#### Records provided
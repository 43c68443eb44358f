//! Panel and main-window operations.
//!
//! All of these mutate or read live UI state, so each one hops to the main
//! thread and blocks (bounded) for the value. The closures capture their own
//! `Arc` of the frontend and return results by value.

use std::sync::Arc;

use webdock_protocol::Params;

use super::{required_str, success};
use crate::dispatcher::OpContext;
use crate::error::{Error, Result};

pub(super) fn query(ctx: &OpContext) -> Result<String> {
    let frontend = Arc::clone(&ctx.frontend);
    let panels = ctx.main.run(ctx.handoff_timeout, move || frontend.panels())?;
    Ok(serde_json::to_string(&panels)?)
}

pub(super) fn new_browser_panel(ctx: &OpContext, params: &Params) -> Result<String> {
    let title = params.str(2).to_string();
    let url = required_str(params, 3, "url")?;
    let uuid = required_str(params, 4, "uuid")?;

    let frontend = Arc::clone(&ctx.frontend);
    ctx.main
        .run(ctx.handoff_timeout, move || {
            frontend.create_browser_panel(&uuid, &title, &url)
        })?
        .map_err(Error::Frontend)?;
    Ok(success())
}

pub(super) fn set_url(ctx: &OpContext, params: &Params) -> Result<String> {
    let uuid = required_str(params, 2, "uuid")?;
    let url = required_str(params, 3, "url")?;

    let frontend = Arc::clone(&ctx.frontend);
    ctx.main
        .run(ctx.handoff_timeout, move || {
            frontend.set_panel_url(&uuid, &url)
        })?
        .map_err(Error::Frontend)?;
    Ok(success())
}

pub(super) fn execute_javascript(ctx: &OpContext, params: &Params) -> Result<String> {
    let code = required_str(params, 2, "code")?;
    let uuid = required_str(params, 3, "uuid")?;

    let frontend = Arc::clone(&ctx.frontend);
    ctx.main
        .run(ctx.handoff_timeout, move || {
            frontend.execute_javascript(&uuid, &code)
        })?
        .map_err(Error::Frontend)?;
    Ok(success())
}

pub(super) fn set_area(ctx: &OpContext, params: &Params) -> Result<String> {
    let uuid = required_str(params, 2, "uuid")?;
    let mask = params.int(3) as i32;
    let width = params.int(4) as i32;
    let height = params.int(5) as i32;

    let frontend = Arc::clone(&ctx.frontend);
    ctx.main
        .run(ctx.handoff_timeout, move || {
            frontend.set_panel_area(&uuid, mask, width, height)
        })?
        .map_err(Error::Frontend)?;
    Ok(success())
}

pub(super) fn resize(ctx: &OpContext, params: &Params) -> Result<String> {
    let uuid = required_str(params, 2, "uuid")?;
    let width = params.int(3) as i32;
    let height = params.int(4) as i32;

    let frontend = Arc::clone(&ctx.frontend);
    ctx.main
        .run(ctx.handoff_timeout, move || {
            frontend.resize_panel(&uuid, width, height)
        })?
        .map_err(Error::Frontend)?;
    Ok(success())
}

pub(super) fn set_title(ctx: &OpContext, params: &Params) -> Result<String> {
    let uuid = required_str(params, 2, "uuid")?;
    let title = params.str(3).to_string();

    let frontend = Arc::clone(&ctx.frontend);
    ctx.main
        .run(ctx.handoff_timeout, move || {
            frontend.set_panel_title(&uuid, &title)
        })?
        .map_err(Error::Frontend)?;
    Ok(success())
}

pub(super) fn toggle_visibility(ctx: &OpContext, params: &Params) -> Result<String> {
    let uuid = required_str(params, 2, "uuid")?;
    let visible = params.bool(3);

    let frontend = Arc::clone(&ctx.frontend);
    ctx.main
        .run(ctx.handoff_timeout, move || {
            frontend.set_panel_visible(&uuid, visible)
        })?
        .map_err(Error::Frontend)?;
    Ok(success())
}

pub(super) fn destroy(ctx: &OpContext, params: &Params) -> Result<String> {
    let uuid = required_str(params, 2, "uuid")?;

    let frontend = Arc::clone(&ctx.frontend);
    ctx.main
        .run(ctx.handoff_timeout, move || frontend.destroy_panel(&uuid))?
        .map_err(Error::Frontend)?;
    Ok(success())
}

pub(super) fn main_window_geometry(ctx: &OpContext) -> Result<String> {
    let frontend = Arc::clone(&ctx.frontend);
    let geometry = ctx
        .main
        .run(ctx.handoff_timeout, move || frontend.main_window_geometry())?;
    Ok(serde_json::to_string(&geometry)?)
}

/// Replies with the empty string: the caller treats this as a bare
/// completion signal.
pub(super) fn toggle_user_input(ctx: &OpContext, params: &Params) -> Result<String> {
    let enabled = params.bool(2);

    let frontend = Arc::clone(&ctx.frontend);
    ctx.main.run(ctx.handoff_timeout, move || {
        frontend.set_user_input_enabled(enabled)
    })?;
    Ok(String::new())
}
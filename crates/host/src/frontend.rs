//! The host-application collaborator interface.
//!
//! The bridge core does not know what a panel, a media source, or a stream
//! settings store actually is - it only needs this narrow surface. The host
//! application implements [`Frontend`]; every method is invoked on the main
//! thread via the executor hand-off when it mutates UI state. Collaborator
//! failures are plain strings; the dispatcher turns them into `{"error": ...}`
//! replies.

use serde::Serialize;
use serde_json::Value;

/// Geometry of the main window or a panel, relative to the main window.
#[derive(Debug, Clone, Copy, PartialEq, Serialize)]
pub struct Geometry {
    pub x: i32,
    pub y: i32,
    pub width: i32,
    pub height: i32,
}

/// One dockable panel as reported to the embedded runtime.
#[derive(Debug, Clone, PartialEq, Serialize)]
pub struct PanelInfo {
    pub name: String,
    pub uuid: String,
    pub url: String,
    pub x: i32,
    pub y: i32,
    pub width: i32,
    pub height: i32,
    pub floating: bool,
}

/// Narrow interface onto the host application's native capabilities.
///
/// `Result<_, String>` on mutators: the collaborator reports failures as
/// human-readable messages (panel not found, duplicate source name, ...).
pub trait Frontend: Send + Sync + 'static {
    // Panels
    fn panels(&self) -> Vec<PanelInfo>;
    fn create_browser_panel(&self, uuid: &str, title: &str, url: &str)
    -> std::result::Result<(), String>;
    fn set_panel_url(&self, uuid: &str, url: &str) -> std::result::Result<(), String>;
    fn execute_javascript(&self, uuid: &str, code: &str) -> std::result::Result<(), String>;
    /// `area_mask` uses the host toolkit's dock-area mask encoding.
    fn set_panel_area(
        &self,
        uuid: &str,
        area_mask: i32,
        width: i32,
        height: i32,
    ) -> std::result::Result<(), String>;
    fn resize_panel(&self, uuid: &str, width: i32, height: i32)
    -> std::result::Result<(), String>;
    fn set_panel_title(&self, uuid: &str, title: &str) -> std::result::Result<(), String>;
    fn set_panel_visible(&self, uuid: &str, visible: bool) -> std::result::Result<(), String>;
    fn destroy_panel(&self, uuid: &str) -> std::result::Result<(), String>;

    // Main window
    fn main_window_geometry(&self) -> Geometry;
    fn set_user_input_enabled(&self, enabled: bool);

    // Media sources
    fn create_source(
        &self,
        kind: &str,
        name: &str,
        settings: Value,
        hotkeys: Value,
    ) -> std::result::Result<Value, String>;
    fn destroy_source(&self, name: &str) -> std::result::Result<(), String>;

    // Stream settings
    fn stream_settings(&self) -> Value;
    fn set_stream_settings(&self, settings: Value) -> std::result::Result<(), String>;
}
########
- Requirement
From the data, pick out every line that includes "struct".

- Worked solution
pub struct Geometry {
pub struct PanelInfo {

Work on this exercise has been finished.